• [DIRECTIONS FOR THIS TASK] Every entry must be duplicated precisely as written.

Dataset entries
//! Modal dialogs: book form, delete confirmation, login and help.
//!
//! Each renderer draws over the main screen and returns the area it used so
//! mouse presses outside the dialog can be detected.
//!
use ratatui::Frame;
use ratatui::layout::Rect;
use ratatui::style::{Modifier, Style};
use ratatui::text::{Line, Span};
use ratatui::widgets::{Block, Borders, Clear, Paragraph, Wrap};

use super::components::centered_rect;
use crate::app::keymap::KeyAction;
use crate::app::{AppState, BookForm, FormField, LoginField, LoginForm};

fn dialog<'a>(title: &'a str, app: &AppState) -> Block<'a> {
    Block::default()
        .title(Span::styled(
            title,
            Style::default().fg(app.theme.title).add_modifier(Modifier::BOLD),
        ))
        .borders(Borders::ALL)
        .border_style(Style::default().fg(app.theme.border))
}

fn field_line<'a>(label: &'a str, value: String, focused: bool, app: &AppState) -> Line<'a> {
    let (marker, style) = if focused {
        ("> ", Style::default().fg(app.theme.highlight_fg).add_modifier(Modifier::BOLD))
    } else {
        ("  ", Style::default().fg(app.theme.text))
    };
    let cursor = if focused { "_" } else { "" };
    Line::from(vec![
        Span::styled(format!("{marker}{label:<8}"), style),
        Span::raw(format!("{value}{cursor}")),
    ])
}

fn button<'a>(label: &'a str, busy: bool, app: &AppState) -> Span<'a> {
    let style = if busy {
        Style::default().fg(app.theme.muted)
    } else {
        Style::default().fg(app.theme.success).add_modifier(Modifier::BOLD)
    };
    Span::styled(format!("[ {label} ]"), style)
}

/// "Add New Book" or "Edit Book", depending on the editing slot.
pub fn render_book_form(f: &mut Frame, area: Rect, app: &AppState, form: &BookForm) -> Rect {
    let rect = centered_rect(56, 10, area);
    let editing = app.editing.is_some();
    let title = if editing { "Edit Book" } else { "Add New Book" };
    let busy = app.is_saving();
    let submit = if busy {
        "Saving..."
    } else if editing {
        "Update Book"
    } else {
        "Save Book"
    };

    let lines = vec![
        Line::from(""),
        field_line("Title", form.title.clone(), form.focus == FormField::Title, app),
        field_line("Author", form.author.clone(), form.focus == FormField::Author, app),
        field_line("Year", form.year.clone(), form.focus == FormField::Year, app),
        Line::from(""),
        Line::from(vec![
            Span::raw("  "),
            button(submit, busy, app),
            Span::styled("  Enter: submit  Tab: next  Esc: cancel", Style::default().fg(app.theme.muted)),
        ]),
    ];
    f.render_widget(Clear, rect);
    f.render_widget(Paragraph::new(lines).block(dialog(title, app)), rect);
    rect
}

pub fn render_delete_confirm(f: &mut Frame, area: Rect, app: &AppState) -> Rect {
    let rect = centered_rect(56, 9, area);
    let busy = app.is_deleting();
    let mut lines = vec![Line::from("Are you sure you want to delete this book?"), Line::from("")];
    if let Some((title, author, year)) = app.delete_preview() {
        lines.push(Line::from(Span::styled(
            title,
            Style::default().fg(app.theme.text).add_modifier(Modifier::BOLD),
        )));
        lines.push(Line::from(format!("by {author} ({year})")));
    }
    lines.push(Line::from(""));
    lines.push(Line::from(vec![
        button(if busy { "Deleting..." } else { "Delete" }, busy, app),
        Span::styled("  y/Enter: delete  n/Esc: cancel", Style::default().fg(app.theme.muted)),
    ]));
    f.render_widget(Clear, rect);
    f.render_widget(
        Paragraph::new(lines)
            .wrap(Wrap { trim: true })
            .block(dialog("Delete Book", app)),
        rect,
    );
    rect
}

/// Login dialog; the password is masked.
pub fn render_login(f: &mut Frame, area: Rect, app: &AppState, form: &LoginForm) -> Rect {
    let rect = centered_rect(48, 9, area);
    let busy = app.is_logging_in();
    let masked = "*".repeat(form.password.chars().count());
    let lines = vec![
        Line::from(""),
        field_line("User", form.username.clone(), form.focus == LoginField::Username, app),
        field_line("Password", masked, form.focus == LoginField::Password, app),
        Line::from(""),
        Line::from(vec![
            Span::raw("  "),
            button(if busy { "Logging in..." } else { "Login" }, busy, app),
            Span::styled("  Enter: submit  Esc: cancel", Style::default().fg(app.theme.muted)),
        ]),
    ];
    f.render_widget(Clear, rect);
    f.render_widget(Paragraph::new(lines).block(dialog("Login", app)), rect);
    rect
}

const HELP_ENTRIES: &[(KeyAction, &str)] = &[
    (KeyAction::FocusSearch, "Focus the search field"),
    (KeyAction::NewBook, "Add a new book"),
    (KeyAction::EditSelection, "Edit the selected book"),
    (KeyAction::DeleteSelection, "Delete the selected book"),
    (KeyAction::ToggleLogin, "Login or logout"),
    (KeyAction::Refresh, "Reload the book list"),
    (KeyAction::MoveUp, "Move selection up"),
    (KeyAction::MoveDown, "Move selection down"),
    (KeyAction::PageUp, "Previous page"),
    (KeyAction::PageDown, "Next page"),
    (KeyAction::Cancel, "Close dialog or clear search"),
    (KeyAction::OpenHelp, "Toggle this help"),
    (KeyAction::Quit, "Quit"),
];

pub fn render_help(f: &mut Frame, area: Rect, app: &AppState, scroll: u16) -> Rect {
    let rect = centered_rect(64, 18, area);
    let lines: Vec<Line> = HELP_ENTRIES
        .iter()
        .map(|(action, desc)| {
            let keys = app.keymap.keys_for(*action).join(", ");
            Line::from(vec![
                Span::styled(format!("{keys:<22}"), Style::default().fg(app.theme.highlight_fg)),
                Span::styled(*desc, Style::default().fg(app.theme.text)),
            ])
        })
        .collect();
    f.render_widget(Clear, rect);
    f.render_widget(
        Paragraph::new(lines)
            .scroll((scroll, 0))
            .block(dialog("Keybindings", app)),
        rect,
    );
    rect
}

• [ANSWER SECTION]
//! Modal dialogs: book form, delete confirmation, login and help.
//!
//! Each renderer draws over the main screen and returns the area it used so
//! mouse presses outside the dialog can be detected.
//!
use ratatui::Frame;
use ratatui::layout::Rect;
use ratatui::style::{Modifier, Style};
use ratatui::text::{Line, Span};
use ratatui::widgets::{Block, Borders, Clear, Paragraph, Wrap};

use super::components::centered_rect;
use crate::app::keymap::KeyAction;
use crate::app::{AppState, BookForm, FormField, LoginField, LoginForm};

fn dialog<'a>(title: &'a str, app: &AppState) -> Block<'a> {
    Block::default()
        .title(Span::styled(
            title,
            Style::default().fg(app.theme.title).add_modifier(Modifier::BOLD),
        ))
        .borders(Borders::ALL)
        .border_style(Style::default().fg(app.theme.border))
}

fn field_line<'a>(label: &'a str, value: String, focused: bool, app: &AppState) -> Line<'a> {
    let (marker, style) = if focused {
        ("> ", Style::default().fg(app.theme.highlight_fg).add_modifier(Modifier::BOLD))
    } else {
        ("  ", Style::default().fg(app.theme.text))
    };
    let cursor = if focused { "_" } else { "" };
    Line::from(vec![
        Span::styled(format!("{marker}{label:<8}"), style),
        Span::raw(format!("{value}{cursor}")),
    ])
}

fn button<'a>(label: &'a str, busy: bool, app: &AppState) -> Span<'a> {
    let style = if busy {
        Style::default().fg(app.theme.muted)
    } else {
        Style::default().fg(app.theme.success).add_modifier(Modifier::BOLD)
    };
    Span::styled(format!("[ {label} ]"), style)
}

/// "Add New Book" or "Edit Book", depending on the editing slot.
pub fn render_book_form(f: &mut Frame, area: Rect, app: &AppState, form: &BookForm) -> Rect {
    let rect = centered_rect(56, 10, area);
    let editing = app.editing.is_some();
    let title = if editing { "Edit Book" } else { "Add New Book" };
    let busy = app.is_saving();
    let submit = if busy {
        "Saving..."
    } else if editing {
        "Update Book"
    } else {
        "Save Book"
    };

    let lines = vec![
        Line::from(""),
        field_line("Title", form.title.clone(), form.focus == FormField::Title, app),
        field_line("Author", form.author.clone(), form.focus == FormField::Author, app),
        field_line("Year", form.year.clone(), form.focus == FormField::Year, app),
        Line::from(""),
        Line::from(vec![
            Span::raw("  "),
            button(submit, busy, app),
            Span::styled("  Enter: submit  Tab: next  Esc: cancel", Style::default().fg(app.theme.muted)),
        ]),
    ];
    f.render_widget(Clear, rect);
    f.render_widget(Paragraph::new(lines).block(dialog(title, app)), rect);
    rect
}

pub fn render_delete_confirm(f: &mut Frame, area: Rect, app: &AppState) -> Rect {
    let rect = centered_rect(56, 9, area);
    let busy = app.is_deleting();
    let mut lines = vec![Line::from("Are you sure you want to delete this book?"), Line::from("")];
    if let Some((title, author, year)) = app.delete_preview() {
        lines.push(Line::from(Span::styled(
            title,
            Style::default().fg(app.theme.text).add_modifier(Modifier::BOLD),
        )));
        lines.push(Line::from(format!("by {author} ({year})")));
    }
    lines.push(Line::from(""));
    lines.push(Line::from(vec![
        button(if busy { "Deleting..." } else { "Delete" }, busy, app),
        Span::styled("  y/Enter: delete  n/Esc: cancel", Style::default().fg(app.theme.muted)),
    ]));
    f.render_widget(Clear, rect);
    f.render_widget(
        Paragraph::new(lines)
            .wrap(Wrap { trim: true })
            .block(dialog("Delete Book", app)),
        rect,
    );
    rect
}

/// Login dialog; the password is masked.
pub fn render_login(f: &mut Frame, area: Rect, app: &AppState, form: &LoginForm) -> Rect {
    let rect = centered_rect(48, 9, area);
    let busy = app.is_logging_in();
    let masked = "*".repeat(form.password.chars().count());
    let lines = vec![
        Line::from(""),
        field_line("User", form.username.clone(), form.focus == LoginField::Username, app),
        field_line("Password", masked, form.focus == LoginField::Password, app),
        Line::from(""),
        Line::from(vec![
            Span::raw("  "),
            button(if busy { "Logging in..." } else { "Login" }, busy, app),
            Span::styled("  Enter: submit  Esc: cancel", Style::default().fg(app.theme.muted)),
        ]),
    ];
    f.render_widget(Clear, rect);
    f.render_widget(Paragraph::new(lines).block(dialog("Login", app)), rect);
    rect
}

const HELP_ENTRIES: &[(KeyAction, &str)] = &[
    (KeyAction::FocusSearch, "Focus the search field"),
    (KeyAction::NewBook, "Add a new book"),
    (KeyAction::EditSelection, "Edit the selected book"),
    (KeyAction::DeleteSelection, "Delete the selected book"),
    (KeyAction::ToggleLogin, "Login or logout"),
    (KeyAction::Refresh, "Reload the book list"),
    (KeyAction::MoveUp, "Move selection up"),
    (KeyAction::MoveDown, "Move selection down"),
    (KeyAction::PageUp, "Previous page"),
    (KeyAction::PageDown, "Next page"),
    (KeyAction::Cancel, "Close dialog or clear search"),
    (KeyAction::OpenHelp, "Toggle this help"),
    (KeyAction::Quit, "Quit"),
];

pub fn render_help(f: &mut Frame, area: Rect, app: &AppState, scroll: u16) -> Rect {
    let rect = centered_rect(64, 18, area);
    let lines: Vec<Line> = HELP_ENTRIES
        .iter()
        .map(|(action, desc)| {
            let keys = app.keymap.keys_for(*action).join(", ");
            Line::from(vec![
                Span::styled(format!("{keys:<22}"), Style::default().fg(app.theme.highlight_fg)),
                Span::styled(*desc, Style::default().fg(app.theme.text)),
            ])
        })
        .collect();
    f.render_widget(Clear, rect);
    f.render_widget(
        Paragraph::new(lines)
            .scroll((scroll, 0))
            .block(dialog("Keybindings", app)),
        rect,
    );
    rect
}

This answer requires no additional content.